12 août 2016 – (réécriture d'un) mail à U

C’est très beau, ce que tu écris sur le désir avec ton C. Suis-je d’accord avec toi quand tu décris le "désir partagé" comme "un petit miracle" ? Je sais au fond de moi qu’il n’a rien du tout d’un petit miracle : j’ai passé tant de temps à regarder comme le désir est rebondissant, comme le regard de l’un sur l’autre est toujours comme un de ces cubes allume-feu qui servent à lancer les barbecues : ils brûlent eux, font brûler les choses autour, et bientôt tout est consumé à partir d’une toute petite chose, un pauvre petit regard qui a traîné une demi-seconde de trop. On a trouvé une paire de joues jolies, on s’est pris à s’imaginer les embrasser, rien de plus ; la propriétaire de la paire de joues a vu notre regard, a rougi ; les joues rouges ont paru encore plus belles et, par un effet de dominos, les deux se retrouvent bientôt ne penser qu’à l’autre, tous les jours et toutes les nuits, même s'ils n'en connaissent rien hormis cette histoire de joues rougies. 

Le désir étant chose mentale, il n’y a pas de "réalité intangible" du désir : comme toute matière de l'esprit, il est régi par des principes de fiction, de narration, qui le rendent  éminemment plus élastique qu’on le croit. Il n'est pas étonnant que les meilleurs séducteurs soient ceux qui racontent le plus (d'histoires, de mensonges, de blagues, de souvenirs) : leur maîtrise de la fiction repousse les limites du désir de ceux qu'ils séduisent. Ce que tu nommes "principe de réalité", sur lequel tu crois qu'on peut se briser les dents, je crois très fort que ça n’est qu’une limitation sociale, culturelle, qu’on se met.
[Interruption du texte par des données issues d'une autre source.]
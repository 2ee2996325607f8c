//! AgentBuddy Telegram Bot
//!
//! A conversational bot that provisions identity agents for its users and
//! walks them through creating and accepting connection invitations.
//! This library provides the dialog engine, a replaying event bus, state
//! storage, the agent service client and the Telegram channel adapter.

#![allow(non_snake_case)]

pub mod config;
pub mod handlers;
pub mod services;
pub mod models;
pub mod state;
pub mod dialogs;
pub mod events;
pub mod channels;
pub mod utils;

// Re-export commonly used types
pub use config::Settings;
pub use utils::errors::{AgentBuddyError, Result};

// Re-export main components for easy access
pub use channels::{ChannelAdapter, TelegramAdapter};
pub use dialogs::{DialogContext, DialogRegistry, DialogTurnResult};
pub use events::{Event, EventBus, MessageKind};
pub use handlers::AgentBot;
pub use services::ServiceFactory;
pub use state::{StateAccessors, TurnContext};

/// Library version
pub const VERSION: &str = env!("CARGO_PKG_VERSION");

/// Library name
pub const NAME: &str = env!("CARGO_PKG_NAME");

/// Get library information
pub fn info() -> String {
    format!("{} v{}", NAME, VERSION)
}
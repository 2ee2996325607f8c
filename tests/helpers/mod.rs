//! Test helpers module
//!
//! This module provides utilities and helpers for testing the AgentBuddy application.
//! It includes a scripted agent service, test data, and test context setup.

#![allow(dead_code)]

pub mod fake_agent;
pub mod test_context;
pub mod test_data;

pub use fake_agent::*;
pub use test_context::*;
pub use test_data::*;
Ou une limite d’énergie : car les efforts sont immenses, si l'on veut déformer cette « réalité » du désir, pour plaire à quelqu'un dont tu n'es pas "le genre". Il est toujours plus reposant de rappeler un ex, d’aller sur Tinder, ou de décider qu’on est mieux tout seul ce soir-là.

J’exagère, mais ce qui me paraît vraiment miraculeux, c’est encore qu'on puisse tombe amoureux de quelqu’un qui ne vous le rend pas. Non pas miracle au sens où ça n’arrive jamais, mais parce que ça me paraît miraculeux de choisir cette absurdité. On a travaillé tout seul à se monter la tête, on s'est construit un feu qu'on a allumé sous sa propre maison. Je suis de ceux qui considèrent que le désir est extrêmement répandu, et ce jusqu’entre les amis à l’état censuré — c’est toujours la question : le meilleur ami du même sexe, si on était homosexuel, si on le trouvait à notre goût, est-ce qu’on ne se le taperait pas ? (il faut voir ces groupes de potes où les garçons passent leur temps à se tripoter pour rire). Le désir prend mille formes, mais il est si souvent là : il ne tient qu’à un garçon et une fille, s’ils le veulent, d’en suivre un chemin déjà préparé par eux et par d’autres. Alors, de choisir quelqu'un qui ne nous désire pas, ça me paraît être, souvent, quelque chose pour se faire du mal. 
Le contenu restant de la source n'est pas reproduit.